::: SOURCE INFORMATION :::

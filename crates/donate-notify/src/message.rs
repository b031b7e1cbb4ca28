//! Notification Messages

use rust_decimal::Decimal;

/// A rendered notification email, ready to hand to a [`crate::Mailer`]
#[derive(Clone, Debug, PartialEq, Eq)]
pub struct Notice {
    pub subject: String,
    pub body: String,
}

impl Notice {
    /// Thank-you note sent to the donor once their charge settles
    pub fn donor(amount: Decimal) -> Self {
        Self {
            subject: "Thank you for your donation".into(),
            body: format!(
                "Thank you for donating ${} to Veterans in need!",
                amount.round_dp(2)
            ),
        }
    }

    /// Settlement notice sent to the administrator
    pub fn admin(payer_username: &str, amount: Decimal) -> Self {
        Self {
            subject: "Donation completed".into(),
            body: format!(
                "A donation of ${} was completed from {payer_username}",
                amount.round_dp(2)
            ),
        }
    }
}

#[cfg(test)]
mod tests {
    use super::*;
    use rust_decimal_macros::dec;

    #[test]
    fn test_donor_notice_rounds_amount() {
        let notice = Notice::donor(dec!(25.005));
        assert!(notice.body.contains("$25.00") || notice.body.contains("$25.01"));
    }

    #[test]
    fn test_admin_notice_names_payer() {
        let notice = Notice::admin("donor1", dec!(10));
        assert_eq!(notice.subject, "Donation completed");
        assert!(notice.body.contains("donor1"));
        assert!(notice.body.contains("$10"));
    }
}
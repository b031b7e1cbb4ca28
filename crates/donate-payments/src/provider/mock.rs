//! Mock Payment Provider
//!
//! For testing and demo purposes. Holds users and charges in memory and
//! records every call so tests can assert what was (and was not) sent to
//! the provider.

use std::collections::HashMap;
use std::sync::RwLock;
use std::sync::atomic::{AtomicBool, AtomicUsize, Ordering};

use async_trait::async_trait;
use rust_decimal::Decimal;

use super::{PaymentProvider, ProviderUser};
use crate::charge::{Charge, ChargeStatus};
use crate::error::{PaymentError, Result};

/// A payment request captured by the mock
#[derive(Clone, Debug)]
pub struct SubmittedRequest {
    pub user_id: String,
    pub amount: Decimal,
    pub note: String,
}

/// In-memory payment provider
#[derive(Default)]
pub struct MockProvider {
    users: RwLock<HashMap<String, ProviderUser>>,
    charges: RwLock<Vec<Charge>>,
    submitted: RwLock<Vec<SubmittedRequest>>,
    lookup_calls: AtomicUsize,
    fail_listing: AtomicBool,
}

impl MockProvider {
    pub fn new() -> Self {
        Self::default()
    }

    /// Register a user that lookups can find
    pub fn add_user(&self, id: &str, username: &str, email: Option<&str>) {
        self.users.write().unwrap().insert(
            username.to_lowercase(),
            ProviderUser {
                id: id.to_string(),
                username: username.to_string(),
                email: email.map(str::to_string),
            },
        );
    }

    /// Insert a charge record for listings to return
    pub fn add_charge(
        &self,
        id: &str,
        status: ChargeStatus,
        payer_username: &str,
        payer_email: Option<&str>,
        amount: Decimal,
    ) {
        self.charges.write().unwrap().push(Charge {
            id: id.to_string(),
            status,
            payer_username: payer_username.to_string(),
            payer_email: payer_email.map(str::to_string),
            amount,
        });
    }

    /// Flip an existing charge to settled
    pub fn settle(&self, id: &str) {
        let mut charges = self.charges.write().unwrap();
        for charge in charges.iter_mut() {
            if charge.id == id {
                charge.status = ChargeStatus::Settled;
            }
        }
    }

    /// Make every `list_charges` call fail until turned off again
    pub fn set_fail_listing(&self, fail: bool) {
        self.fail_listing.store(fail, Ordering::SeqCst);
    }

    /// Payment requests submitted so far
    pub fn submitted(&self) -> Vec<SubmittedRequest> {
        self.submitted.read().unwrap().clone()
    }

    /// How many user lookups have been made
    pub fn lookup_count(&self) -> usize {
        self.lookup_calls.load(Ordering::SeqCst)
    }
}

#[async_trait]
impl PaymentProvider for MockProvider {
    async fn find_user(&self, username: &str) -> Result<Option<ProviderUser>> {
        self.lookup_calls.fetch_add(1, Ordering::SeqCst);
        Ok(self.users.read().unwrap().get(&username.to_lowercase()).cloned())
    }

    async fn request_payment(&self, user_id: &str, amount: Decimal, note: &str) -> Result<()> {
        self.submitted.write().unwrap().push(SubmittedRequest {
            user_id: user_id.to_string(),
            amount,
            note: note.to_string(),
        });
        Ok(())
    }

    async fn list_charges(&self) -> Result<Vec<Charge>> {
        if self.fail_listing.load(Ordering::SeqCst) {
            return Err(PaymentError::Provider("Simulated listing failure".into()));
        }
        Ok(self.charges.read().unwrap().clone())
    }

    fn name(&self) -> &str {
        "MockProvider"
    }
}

:::

TASK PROMPT
Restate every entry above exactly as it stands.

WRITTEN REPLY
filename crates/donate-notify/src/message.rs
repository b031b7e1cbb4ca28
//! Notification Messages

use rust_decimal::Decimal;

/// A rendered notification email, ready to hand to a [`crate::Mailer`]
#[derive(Clone, Debug, PartialEq, Eq)]
pub struct Notice {
    pub subject: String,
    pub body: String,
}

impl Notice {
    /// Thank-you note sent to the donor once their charge settles
    pub fn donor(amount: Decimal) -> Self {
        Self {
            subject: "Thank you for your donation".into(),
            body: format!(
                "Thank you for donating ${} to Veterans in need!",
                amount.round_dp(2)
            ),
        }
    }

    /// Settlement notice sent to the administrator
    pub fn admin(payer_username: &str, amount: Decimal) -> Self {
        Self {
            subject: "Donation completed".into(),
            body: format!(
                "A donation of ${} was completed from {payer_username}",
                amount.round_dp(2)
            ),
        }
    }
}

#[cfg(test)]
mod tests {
    use super::*;
    use rust_decimal_macros::dec;

    #[test]
    fn test_donor_notice_rounds_amount() {
        let notice = Notice::donor(dec!(25.005));
        assert!(notice.body.contains("$25.00") || notice.body.contains("$25.01"));
    }

    #[test]
    fn test_admin_notice_names_payer() {
        let notice = Notice::admin("donor1", dec!(10));
        assert_eq!(notice.subject, "Donation completed");
        assert!(notice.body.contains("donor1"));
        assert!(notice.body.contains("$10"));
    }
}
repository b031b7e1cbb4ca28
filename crates/donate-payments/src/provider/mock.rs
//! Mock Payment Provider
//!
//! For testing and demo purposes. Holds users and charges in memory and
//! records every call so tests can assert what was (and was not) sent to
//! the provider.

use std::collections::HashMap;
use std::sync::RwLock;
use std::sync::atomic::{AtomicBool, AtomicUsize, Ordering};

use async_trait::async_trait;
use rust_decimal::Decimal;

use super::{PaymentProvider, ProviderUser};
use crate::charge::{Charge, ChargeStatus};
use crate::error::{PaymentError, Result};

/// A payment request captured by the mock
#[derive(Clone, Debug)]
pub struct SubmittedRequest {
    pub user_id: String,
    pub amount: Decimal,
    pub note: String,
}

/// In-memory payment provider
#[derive(Default)]
pub struct MockProvider {
    users: RwLock<HashMap<String, ProviderUser>>,
    charges: RwLock<Vec<Charge>>,
    submitted: RwLock<Vec<SubmittedRequest>>,
    lookup_calls: AtomicUsize,
    fail_listing: AtomicBool,
}

impl MockProvider {
    pub fn new() -> Self {
        Self::default()
    }

    /// Register a user that lookups can find
    pub fn add_user(&self, id: &str, username: &str, email: Option<&str>) {
        self.users.write().unwrap().insert(
            username.to_lowercase(),
            ProviderUser {
                id: id.to_string(),
                username: username.to_string(),
                email: email.map(str::to_string),
            },
        );
    }

    /// Insert a charge record for listings to return
    pub fn add_charge(
        &self,
        id: &str,
        status: ChargeStatus,
        payer_username: &str,
        payer_email: Option<&str>,
        amount: Decimal,
    ) {
        self.charges.write().unwrap().push(Charge {
            id: id.to_string(),
            status,
            payer_username: payer_username.to_string(),
            payer_email: payer_email.map(str::to_string),
            amount,
        });
    }

    /// Flip an existing charge to settled
    pub fn settle(&self, id: &str) {
        let mut charges = self.charges.write().unwrap();
        for charge in charges.iter_mut() {
            if charge.id == id {
                charge.status = ChargeStatus::Settled;
            }
        }
    }

    /// Make every `list_charges` call fail until turned off again
    pub fn set_fail_listing(&self, fail: bool) {
        self.fail_listing.store(fail, Ordering::SeqCst);
    }

    /// Payment requests submitted so far
    pub fn submitted(&self) -> Vec<SubmittedRequest> {
        self.submitted.read().unwrap().clone()
    }

    /// How many user lookups have been made
    pub fn lookup_count(&self) -> usize {
        self.lookup_calls.load(Ordering::SeqCst)
    }
}

#[async_trait]
impl PaymentProvider for MockProvider {
    async fn find_user(&self, username: &str) -> Result<Option<ProviderUser>> {
        self.lookup_calls.fetch_add(1, Ordering::SeqCst);
        Ok(self.users.read().unwrap().get(&username.to_lowercase()).cloned())
    }

    async fn request_payment(&self, user_id: &str, amount: Decimal, note: &str) -> Result<()> {
        self.submitted.write().unwrap().push(SubmittedRequest {
            user_id: user_id.to_string(),
            amount,
            note: note.to_string(),
        });
        Ok(())
    }

    async fn list_charges(&self) -> Result<Vec<Charge>> {
        if self.fail_listing.load(Ordering::SeqCst) {
            return Err(PaymentError::Provider("Simulated listing failure".into()));
        }
        Ok(self.charges.read().unwrap().clone())
    }

    fn name(&self) -> &str {
        "MockProvider"
    }
}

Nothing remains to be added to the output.